Records supplied:

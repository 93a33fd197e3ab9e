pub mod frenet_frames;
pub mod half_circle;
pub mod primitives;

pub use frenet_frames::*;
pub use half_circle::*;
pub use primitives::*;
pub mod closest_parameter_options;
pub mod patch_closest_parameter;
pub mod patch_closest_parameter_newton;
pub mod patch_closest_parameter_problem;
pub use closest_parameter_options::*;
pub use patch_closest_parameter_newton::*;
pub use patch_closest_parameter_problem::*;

What is required: Return exactly the lines of the data, and only those, from the line with "pub use closest_parameter_options::*;" through the last line, inclusive.

Response to the exercise:
pub use closest_parameter_options::*;
pub use patch_closest_parameter_newton::*;
pub use patch_closest_parameter_problem::*;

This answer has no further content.